When it’s a hot and muggy New York afternoon, ducking into a museum always provides air-conditioned relief and, at times, the chance to see some interesting art. Stumbling onto a phenomenal show is like Christmas in July. That’s what happened when hitting the Guggenheim earlier this summer. Yes, I should have known that a massive László Moholy-Nagy retrospective took over the place. It’s listed everywhere, there are banners on the street. But I just wasn’t paying attention. That would change.
Moholy-Nagy: Future, Present moves chronologically from the bottom of the museum’s spiral chronologically upward through his career. I always start at the top and go down at the Guggenheim (less exertion, don’t judge), so I started with his later work in plastics. A true renaissance man at the cutting edge of media, he worked in photography, collage, enamel, paint, film — have I left anything out?
He taught at the The Bauhaus and designed their stationery.
He worked in advertising.
And of course, he painted the geometric abstracts that he is perhaps best known for.
But tucked in a side room off the main curving galleries, was an astonishing exhibit. A space that could have been designed yesterday as a pop up art gallery, Moholy-Nagy’s Room of the Present sits like a hidden VIP lounge, complete with security guards. The area has been recreated from Moholy-Nagy’s sketches as the man himself never constructed it. And it’s fascinating, modern masterwork. As one enters, there is a roll of graphics that change when a button is pressed.
Multiple images are mounted on runners that circle the room. Black and white photos are placed adjacent to color patterns with grey rectangles intermittently positioned between, providing a pleasing, cohesive, two-tiered overview of the modern movement.
In the corner is a swinging display of posters which could theoretically be leafed through (although you’re not permitted to do so). Anyone remember looking at the blacklight posters at Spencer’s Gifts? Yeah, Moholy-Nagy did it first.
Lamps are delicately suspended from the ceiling next to a panel with film and slide projections.

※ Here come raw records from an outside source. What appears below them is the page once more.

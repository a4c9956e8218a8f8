//! HS256 JSON Web Token verification for `/api/verify-token`.

use base64::engine::general_purpose::URL_SAFE_NO_PAD;
use base64::Engine;
use hmac::{Hmac, Mac};
use serde_json::{json, Value};
use sha2::Sha256;

type HmacSha256 = Hmac<Sha256>;

#[derive(Debug, Clone, PartialEq, Eq, thiserror::Error)]
pub enum TokenError {
    #[error("malformed token: {0}")]
    Malformed(&'static str),
    #[error("unsupported algorithm: {0}")]
    UnsupportedAlgorithm(String),
    #[error("signature mismatch")]
    BadSignature,
    #[error("token expired")]
    Expired,
    #[error("token not yet valid")]
    NotYetValid,
    #[error("invalid signing key")]
    InvalidKey,
}

fn mac(secret: &str) -> Result<HmacSha256, TokenError> {
    <HmacSha256 as Mac>::new_from_slice(secret.as_bytes()).map_err(|_| TokenError::InvalidKey)
}

fn decode_json(segment: &str) -> Result<Value, TokenError> {
    let bytes = URL_SAFE_NO_PAD
        .decode(segment)
        .map_err(|_| TokenError::Malformed("segment is not base64url"))?;
    serde_json::from_slice(&bytes).map_err(|_| TokenError::Malformed("segment is not JSON"))
}

/// Check signature, `exp` and `nbf`; returns the decoded claims.
pub fn verify_token(token: &str, secret: &str, now: i64) -> Result<Value, TokenError> {
    let mut parts = token.trim().split('.');
    let (Some(header), Some(payload), Some(signature), None) =
        (parts.next(), parts.next(), parts.next(), parts.next())
    else {
        return Err(TokenError::Malformed("expected three segments"));
    };

    let header_json = decode_json(header)?;
    let alg = header_json.get("alg").and_then(Value::as_str).unwrap_or("");
    if alg != "HS256" {
        return Err(TokenError::UnsupportedAlgorithm(alg.to_string()));
    }

    let signature = URL_SAFE_NO_PAD
        .decode(signature)
        .map_err(|_| TokenError::Malformed("signature is not base64url"))?;
    let mut m = mac(secret)?;
    m.update(header.as_bytes());
    m.update(b".");
    m.update(payload.as_bytes());
    m.verify_slice(&signature).map_err(|_| TokenError::BadSignature)?;

    let claims = decode_json(payload)?;
    if !claims.is_object() {
        return Err(TokenError::Malformed("claims must be an object"));
    }
    if let Some(exp) = claims.get("exp").and_then(Value::as_i64) {
        if now >= exp {
            return Err(TokenError::Expired);
        }
    }
    if let Some(nbf) = claims.get("nbf").and_then(Value::as_i64) {
        if now < nbf {
            return Err(TokenError::NotYetValid);
        }
    }
    Ok(claims)
}

pub fn sign_token(claims: &Value, secret: &str) -> Result<String, TokenError> {
    let header = URL_SAFE_NO_PAD.encode(json!({"alg": "HS256", "typ": "JWT"}).to_string());
    let payload = URL_SAFE_NO_PAD.encode(claims.to_string());
    let mut m = mac(secret)?;
    m.update(header.as_bytes());
    m.update(b".");
    m.update(payload.as_bytes());
    let signature = URL_SAFE_NO_PAD.encode(m.finalize().into_bytes());
    Ok(format!("{header}.{payload}.{signature}"))
}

Featured in the far corner is his Light Prop for an Electric Stage, which animates every 30 minutes casting light and shadow on the walls of its enclosure.

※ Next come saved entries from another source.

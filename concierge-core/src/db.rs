use crate::config::DatabaseConfig;
use sqlx::{postgres::PgPoolOptions, PgPool};
use std::time::Duration;
use tokio_retry::strategy::FixedInterval;
use tokio_retry::Retry;

pub async fn create_pool(config: &DatabaseConfig) -> Result<PgPool, sqlx::Error> {
    PgPoolOptions::new()
        .max_connections(config.max_connections)
        .acquire_timeout(config.timeout())
        .connect(&config.url)
        .await
}

pub async fn health_check(pool: &PgPool) -> Result<String, sqlx::Error> {
    let row: (String,) = sqlx::query_as("SELECT version()").fetch_one(pool).await?;
    Ok(row.0)
}

/// Table names are interpolated into SQL, so only plain identifiers are allowed.
pub fn is_valid_table_name(name: &str) -> bool {
    let mut chars = name.chars();
    matches!(chars.next(), Some(c) if c.is_ascii_alphabetic() || c == '_')
        && chars.all(|c| c.is_ascii_alphanumeric() || c == '_')
        && name.len() <= 63
}

pub async fn table_exists(pool: &PgPool, table: &str) -> Result<bool, sqlx::Error> {
    let row: (Option<String>,) = sqlx::query_as("SELECT to_regclass($1)::text")
        .bind(table)
        .fetch_one(pool)
        .await?;
    Ok(row.0.is_some())
}

/// Create the context table if it is missing, then wait until it is visible.
pub async fn ensure_context_table(
    pool: &PgPool,
    table: &str,
    poll_ms: u64,
    attempts: usize,
) -> Result<(), sqlx::Error> {
    if !is_valid_table_name(table) {
        return Err(sqlx::Error::Configuration(
            format!("invalid table name '{table}'").into(),
        ));
    }

    if table_exists(pool, table).await? {
        tracing::debug!(table, "Context table present");
        return Ok(());
    }

    tracing::info!(table, "Context table missing, creating");
    let ddl = format!(
        "CREATE TABLE IF NOT EXISTS {table} (
            resource_name TEXT PRIMARY KEY,
            data JSONB NOT NULL DEFAULT '{{}}'::jsonb,
            updated_at TIMESTAMPTZ NOT NULL DEFAULT NOW()
        )"
    );
    sqlx::query(&ddl).execute(pool).await?;

    let strategy = FixedInterval::new(Duration::from_millis(poll_ms)).take(attempts);
    Retry::spawn(strategy, || async {
        if table_exists(pool, table).await? {
            Ok(())
        } else {
            Err(sqlx::Error::RowNotFound)
        }
    })
    .await?;

    tracing::info!(table, "Context table ready");
    Ok(())
}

Silver punctured metal screens contrast with painted panels.
Black and white humanoids are positioned beside photographed human figures.
There are references to futurism…
and lettering hung by fine line giving a bit of a treatise as you exit.
The Room of the Present will be the second Gesamtkunstwerk (complete work of art) I saw in New York, the first being the Four Seasons. Both illustrate that by designing every aspect of a space, the room can have a lasting and aesthetically impactful presence, long after it was created. It may sound blasphemous, but if you put just a few high-end t-shirts or expensive sneakers in the room, it wouldn’t look out of place today as a pop up shop in Harajuku or London. Very current, very present.
That’s nice. Sooo, should I go? Yes. The complete Moholy-Nagy exhibit is extensive and impressive. But the Room of the Present is novel. I don’t know if it’s Fung Shui or what, but you want to linger in this space and see every last thing in it. Hurry though. The show ends September 7, 2016.
I’m smitten. Tell me more. The Guggenheim has a great YouTube channel (no surprise, right?) with several short videos on this exhibit. This links to the first, intro video. And this links to a video about the Room of the Present, with far better photography than mine. You can learn about the man in small viewing bits, no marathon sessions required.
Location 1071 Fifth Avenue, New York, NY 10128-0173.
Cost Adults: $25. Students and Seniors (65 years +) with valid ID $18.
Tip If you’re on the west coast, never fear. It comes to LACMA in February, 2017. Oh, and it’s pronounced “Nadge.”